Mgr de Raemy: premières impressions de Lugano
Le nouvel administrateur apostolique du diocèse de Lugano, Mgr Alain de Raemy, s’est déjà installé au Tessin. Il livre ses premières impressions, perspectives, ainsi que quelques aspects de sa personnalité.
Cristina Vonzun, catt.ch/traduction et adaptation: Raphaël Zbinden
Mgr Alain de Raemy, évêque auxiliaire de Lausanne, Genève et Fribourg (LGF), a été nommé administrateur apostolique du diocèse de Lugano après la démission de son évêque, Mgr Valerio Lazzeri, acceptée par le pape le 10 octobre 2022. Le dynamique prélat romand a déjà posé ses valises à la curie de Lugano, où un bureau lui a été mis à disposition pour recevoir ses premières visites.
Avez-vous déjà des rendez-vous prévus?
Mgr de Raemy: J’ai repris l’agenda de l’évêque Valerio et je suis disponible pour d’autres réunions et rendez-vous. Ceux qui le souhaitent peuvent se manifester. Je visiterai les paroisses et les vicariats.
Dimanche (le 16 octobre, ndlr.), je vais à Gordola pour célébrer la confirmation et ensuite à la réunion du Mouvement du Renouveau dans l’Esprit, à Castione. J’aimerais ajouter que je ne me dérobe jamais lorsqu’on m’invite pour un repas après une fête ou une réunion. Un dîner est toujours une belle occasion de partage.

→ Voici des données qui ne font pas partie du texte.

//! Connection registry: the only owner of live connection records.

use std::collections::HashMap;
use std::time::Instant;

use crate::error::RealtimeError;
use crate::events::{ConnectionId, MemberId};

/// One live transport session bound to an authenticated member.
#[derive(Debug)]
pub struct Connection {
    pub id: ConnectionId,
    pub member_id: MemberId,
    pub connected_at: Instant,
}

/// Tracks live connections. Lifecycle mutations happen here and nowhere else;
/// the core forwards every add/remove to the presence tracker in the same
/// locked step, so the roster never observably lags connection state.
#[derive(Debug, Default)]
pub struct ConnectionRegistry {
    connections: HashMap<ConnectionId, Connection>,
}

impl ConnectionRegistry {
    pub fn new() -> Self {
        Self::default()
    }

    /// Register a freshly authenticated connection. The gateway assigns ids,
    /// so a duplicate indicates a bug upstream and is rejected.
    pub fn register(
        &mut self,
        connection_id: ConnectionId,
        member_id: MemberId,
    ) -> Result<(), RealtimeError> {
        if self.connections.contains_key(&connection_id) {
            return Err(RealtimeError::DuplicateConnection(connection_id));
        }

        self.connections.insert(
            connection_id,
            Connection {
                id: connection_id,
                member_id,
                connected_at: Instant::now(),
            },
        );
        Ok(())
    }

    /// Remove a connection, returning the member it belonged to. Unknown ids
    /// are a no-op so double-close races stay harmless.
    pub fn unregister(&mut self, connection_id: ConnectionId) -> Option<MemberId> {
        self.connections
            .remove(&connection_id)
            .map(|connection| connection.member_id)
    }

    pub fn connections_of(&self, member_id: MemberId) -> usize {
        self.connections
            .values()
            .filter(|connection| connection.member_id == member_id)
            .count()
    }

    pub fn len(&self) -> usize {
        self.connections.len()
    }

    pub fn is_empty(&self) -> bool {
        self.connections.is_empty()
    }
}
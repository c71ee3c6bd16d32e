//! Token validation boundary for the realtime layer.
//!
//! Session issuance belongs to the portal's auth component; this crate only
//! holds already-issued bearer tokens and answers "who is this token?". The
//! gateway never sees credentials, only [`MemberIdentity`] values.

use rand::{distributions::Alphanumeric, Rng};
use serde::{Deserialize, Serialize};
use std::collections::HashMap;
use std::sync::Arc;
use std::time::{Duration, Instant};
use thiserror::Error;
use tokio::sync::Mutex;
use tracing::debug;

use amicale_config::AuthConfig;

#[derive(Debug, Error)]
pub enum AuthError {
    #[error("missing bearer token")]
    MissingToken,
    #[error("invalid session token")]
    InvalidToken,
    #[error("session expired")]
    SessionExpired,
}

/// The authenticated identity a valid token resolves to.
#[derive(Debug, Clone, PartialEq, Eq, Serialize, Deserialize)]
pub struct MemberIdentity {
    pub member_id: i64,
    pub first_name: String,
    pub last_name: String,
    pub role: String,
}

impl MemberIdentity {
    pub fn display_name(&self) -> String {
        format!("{} {}", self.first_name, self.last_name)
    }
}

struct SessionEntry {
    identity: MemberIdentity,
    issued_at: Instant,
}

/// In-memory token -> identity map with TTL pruning.
///
/// The portal's session layer inserts entries when it issues a token; the
/// realtime gateway validates against it on every connect.
#[derive(Clone)]
pub struct SessionDirectory {
    inner: Arc<Mutex<HashMap<String, SessionEntry>>>,
    ttl: Duration,
}

impl SessionDirectory {
    pub fn new(config: &AuthConfig) -> Self {
        Self::with_ttl(Duration::from_secs(config.session_ttl_seconds))
    }

    pub fn with_ttl(ttl: Duration) -> Self {
        Self {
            inner: Arc::new(Mutex::new(HashMap::new())),
            ttl,
        }
    }

    /// Register an externally issued token for a member.
    pub async fn insert(&self, token: impl Into<String>, identity: MemberIdentity) {
        let mut guard = self.inner.lock().await;
        Self::prune(&mut guard, self.ttl);
        guard.insert(
            token.into(),
            SessionEntry {
                identity,
                issued_at: Instant::now(),
            },
        );
    }

    /// Issue a fresh random token for a member and register it.
    ///
    /// Only used by the debug-build dev session endpoint; production tokens
    /// come from the portal's auth component.
    pub async fn issue(&self, identity: MemberIdentity) -> String {
        let token = Self::random_token();
        self.insert(token.clone(), identity).await;
        token
    }

    /// Resolve a bearer token to the member it was issued for.
    pub async fn validate_token(&self, token: &str) -> Result<MemberIdentity, AuthError> {
        if token.is_empty() {
            return Err(AuthError::MissingToken);
        }

        let guard = self.inner.lock().await;
        let entry = guard.get(token).ok_or(AuthError::InvalidToken)?;

        if entry.issued_at.elapsed() > self.ttl {
            return Err(AuthError::SessionExpired);
        }

        Ok(entry.identity.clone())
    }

    /// Drop a token, e.g. on logout. Unknown tokens are a no-op.
    pub async fn revoke(&self, token: &str) {
        let mut guard = self.inner.lock().await;
        if guard.remove(token).is_some() {
            debug!("session token revoked");
        }
    }

    fn random_token() -> String {
        rand::thread_rng()
            .sample_iter(&Alphanumeric)
            .take(32)
            .map(char::from)
            .collect()
    }

    fn prune(map: &mut HashMap<String, SessionEntry>, ttl: Duration) {
        let now = Instant::now();
        map.retain(|_, entry| now.duration_since(entry.issued_at) <= ttl);
    }
}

Connaissez-vous bien le Tessin?
Je l’ai peu visité. La première fois, c’était quand j’étais lycéen à Engelberg (OW). J’y étais allé avec la fanfare du lycée, à la Piazza Riforma de Lugano, en 1977. Je suis revenu il y a quelques années pour célébrer le mariage d’un couple d’amis, à Locarno, puis je suis venu deux fois au Tessin avec la Conférence des évêques suisses (CES). Une fois, j’ai aussi traversé le Centovalli et vu le sanctuaire de la Madonna di Re. Et il faut dire que, pour pratiquer ma géographie, chaque fois que je prenais l’avion pour Rome, j’essayais toujours de reconnaître Lugano et les lacs d’en haut.
«Je vois chez les jeunes d’aujourd’hui, qui souvent n’ont pas reçu la foi en famille, une grande curiosité»
Vous avez déjà rencontré quelques personnes, ici. Quelles ont été vos impressions?
Il y a encore de la surprise chez les gens, même un certain choc face à ce qui s’est passé. Mais j’ai constaté qu’en partant d’une situation de surprise et d’inquiétude – du moins avec ceux que j’ai rencontrés à la curie et au Centre pastoral Saint-Joseph – on sympathise déjà. La connaissance personnelle aide.
Dans votre premier message au diocèse de Lugano, vous avez exprimé votre désir de rencontrer les prêtres. En attendant que cela se produise, qu’aimeriez-vous leur dire?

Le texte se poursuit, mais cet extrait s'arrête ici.